**WHAT TO WORK ON**
After finding the line containing "pub fn new(radius: f32, samples: usize, threshold: f32)" below, please output that line and each following one through the line containing "building an extractor", exactly as written.

**DATA SHOWN**
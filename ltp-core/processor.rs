use crate::image::Image;

/// An operation applied to an image in place of a direct function call.
///
/// Processors may keep whatever they compute as internal state; a later call
/// replaces it. Extra images are available to operations that need them and
/// may be ignored.
pub trait ImageProcessor {
    fn process_image(&mut self, image: &Image, other_images: &[&Image]);
}

/// Integer pixel coordinate
#[derive(Debug, Clone, Copy, PartialEq, Eq, Hash, Default)]
#[cfg_attr(feature = "serde", derive(serde::Serialize, serde::Deserialize))]
pub struct Pixel {
    pub x: usize,
    pub y: usize,
}

impl Pixel {
    pub fn new(x: usize, y: usize) -> Self {
        Self { x, y }
    }
}

impl From<(usize, usize)> for Pixel {
    fn from((x, y): (usize, usize)) -> Self {
        Self { x, y }
    }
}
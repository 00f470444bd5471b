use ltp_core::{Image, ImageProcessor};
use crate::error::PatternResult;
use crate::params::PatternParams;
use crate::pattern::{compute_all_codes, compute_all_codes_sequential};
use crate::types::{CodeMap, PatternMaps, ThresholdMode};

/// Local Ternary Pattern extractor (Tan & Triggs, "Enhanced Local Texture
/// Feature Sets for Face Recognition Under Difficult Lighting Conditions").
///
/// As an [`ImageProcessor`] it keeps the maps of the last processed image;
/// [`LocalTernaryPattern::extract`] returns them without touching that state.
#[derive(Debug, Clone)]
pub struct LocalTernaryPattern {
    params: PatternParams,
    parallel: bool,
    patterns: Option<PatternMaps>,
}

impl LocalTernaryPattern {
    /// Creates an extractor, validating radius and sample count
    pub fn new(radius: f32, samples: usize, threshold: f32) -> PatternResult<Self> {
        Ok(Self::from_params(PatternParams::new(radius, samples, threshold)?))
    }

    pub fn from_params(params: PatternParams) -> Self {
        Self {
            params,
            parallel: true,
            patterns: None,
        }
    }

    pub fn with_mode(mut self, mode: ThresholdMode) -> Self {
        self.params = self.params.with_mode(mode);
        self
    }

    /// Run rows on the rayon pool (default) or on the calling thread
    pub fn with_parallel(mut self, parallel: bool) -> Self {
        self.parallel = parallel;
        self
    }

    /// One-shot extraction without building an extractor
    pub fn calculate(image: &Image, radius: f32, samples: usize, threshold: f32) -> PatternResult<PatternMaps> {
        let params = PatternParams::new(radius, samples, threshold)?;
        Ok(compute_all_codes(image, &params))
    }

    pub fn extract(&self, image: &Image) -> PatternMaps {
        if self.parallel {
            compute_all_codes(image, &self.params)
        } else {
            compute_all_codes_sequential(image, &self.params)
        }
    }

    pub fn params(&self) -> &PatternParams {
        &self.params
    }

    pub fn is_parallel(&self) -> bool {
        self.parallel
    }

    /// Positive pattern of the last processed image
    pub fn positive_pattern(&self) -> Option<&CodeMap<u32>> {
        self.patterns.as_ref().map(|p| &p.positive)
    }

    /// Negative pattern of the last processed image
    pub fn negative_pattern(&self) -> Option<&CodeMap<u32>> {
        self.patterns.as_ref().map(|p| &p.negative)
    }

    /// Ternary pattern of the last processed image
    pub fn ternary_pattern(&self) -> Option<&CodeMap<u64>> {
        self.patterns.as_ref().map(|p| &p.ternary)
    }

    pub fn patterns(&self) -> Option<&PatternMaps> {
        self.patterns.as_ref()
    }

    /// Move the last result out, leaving the extractor empty
    pub fn take_patterns(&mut self) -> Option<PatternMaps> {
        self.patterns.take()
    }
}

impl ImageProcessor for LocalTernaryPattern {
    fn process_image(&mut self, image: &Image, _other_images: &[&Image]) {
        self.patterns = Some(self.extract(image));
    }
}
use crate::{load_luma, LtpError, LtpResult};
use image::GrayImage;
use std::path::{Path, PathBuf};
use walkdir::WalkDir;

/// File extensions picked up when scanning directories
pub const IMAGE_EXTENSIONS: [&str; 7] = ["png", "jpg", "jpeg", "bmp", "gif", "tif", "tiff"];

/// Indexed collection of instances with an optional string identity
pub trait ListDataset {
    type Instance;
    type Error;

    fn num_instances(&self) -> usize;

    fn instance(&self, index: usize) -> Result<Self::Instance, Self::Error>;

    /// Identifier of the instance at `index`, the index itself unless overridden
    fn id(&self, index: usize) -> String {
        index.to_string()
    }

    /// Index of the first instance whose id equals `id`
    fn index_of_id(&self, id: &str) -> Option<usize> {
        (0..self.num_instances()).find(|&i| self.id(i) == id)
    }

    fn ids(&self) -> Vec<String> {
        (0..self.num_instances()).map(|i| self.id(i)).collect()
    }

    fn is_empty(&self) -> bool {
        self.num_instances() == 0
    }
}

/// Grayscale images on disk, decoded lazily when an instance is requested
#[derive(Debug, Clone, Default)]
pub struct ImageListDataset {
    paths: Vec<PathBuf>,
}

impl ImageListDataset {
    pub fn from_paths(paths: Vec<PathBuf>) -> Self {
        Self { paths }
    }

    /// Collect image files from a mix of files and directories.
    ///
    /// Files are taken as given. Directories contribute their image files in
    /// file name order, descending into subdirectories when `recursive`.
    pub fn from_inputs<P: AsRef<Path>>(inputs: &[P], recursive: bool) -> LtpResult<Self> {
        let mut paths = Vec::new();
        for input in inputs {
            let input = input.as_ref();
            if input.is_dir() {
                let walker = WalkDir::new(input)
                    .max_depth(if recursive { usize::MAX } else { 1 })
                    .sort_by_file_name();
                for entry in walker {
                    let entry = entry.map_err(|e| LtpError::Io(e.into()))?;
                    if entry.file_type().is_file() && is_image_file(entry.path()) {
                        paths.push(entry.into_path());
                    }
                }
            } else if input.is_file() {
                paths.push(input.to_path_buf());
            } else {
                return Err(LtpError::Io(std::io::Error::new(
                    std::io::ErrorKind::NotFound,
                    format!("no such file or directory: {}", input.display()),
                )));
            }
        }
        Ok(Self { paths })
    }

    pub fn paths(&self) -> &[PathBuf] {
        &self.paths
    }

    pub fn path(&self, index: usize) -> Option<&Path> {
        self.paths.get(index).map(PathBuf::as_path)
    }
}

impl ListDataset for ImageListDataset {
    type Instance = GrayImage;
    type Error = LtpError;

    fn num_instances(&self) -> usize {
        self.paths.len()
    }

    fn instance(&self, index: usize) -> LtpResult<GrayImage> {
        let path = self.path(index).ok_or(LtpError::IndexOutOfRange {
            index,
            len: self.paths.len(),
        })?;
        load_luma(path)
    }

    /// File stem, falling back to the index for paths without one
    fn id(&self, index: usize) -> String {
        self.path(index)
            .and_then(Path::file_stem)
            .map(|s| s.to_string_lossy().into_owned())
            .unwrap_or_else(|| index.to_string())
    }
}

fn is_image_file(path: &Path) -> bool {
    path.extension()
        .and_then(|e| e.to_str())
        .map(|e| IMAGE_EXTENSIONS.contains(&e.to_ascii_lowercase().as_str()))
        .unwrap_or(false)
}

**RESPONSE BOX**
    pub fn new(radius: f32, samples: usize, threshold: f32) -> PatternResult<Self> {
        Ok(Self::from_params(PatternParams::new(radius, samples, threshold)?))
    }

    pub fn from_params(params: PatternParams) -> Self {
        Self {
            params,
            parallel: true,
            patterns: None,
        }
    }

    pub fn with_mode(mut self, mode: ThresholdMode) -> Self {
        self.params = self.params.with_mode(mode);
        self
    }

    /// Run rows on the rayon pool (default) or on the calling thread
    pub fn with_parallel(mut self, parallel: bool) -> Self {
        self.parallel = parallel;
        self
    }

    /// One-shot extraction without building an extractor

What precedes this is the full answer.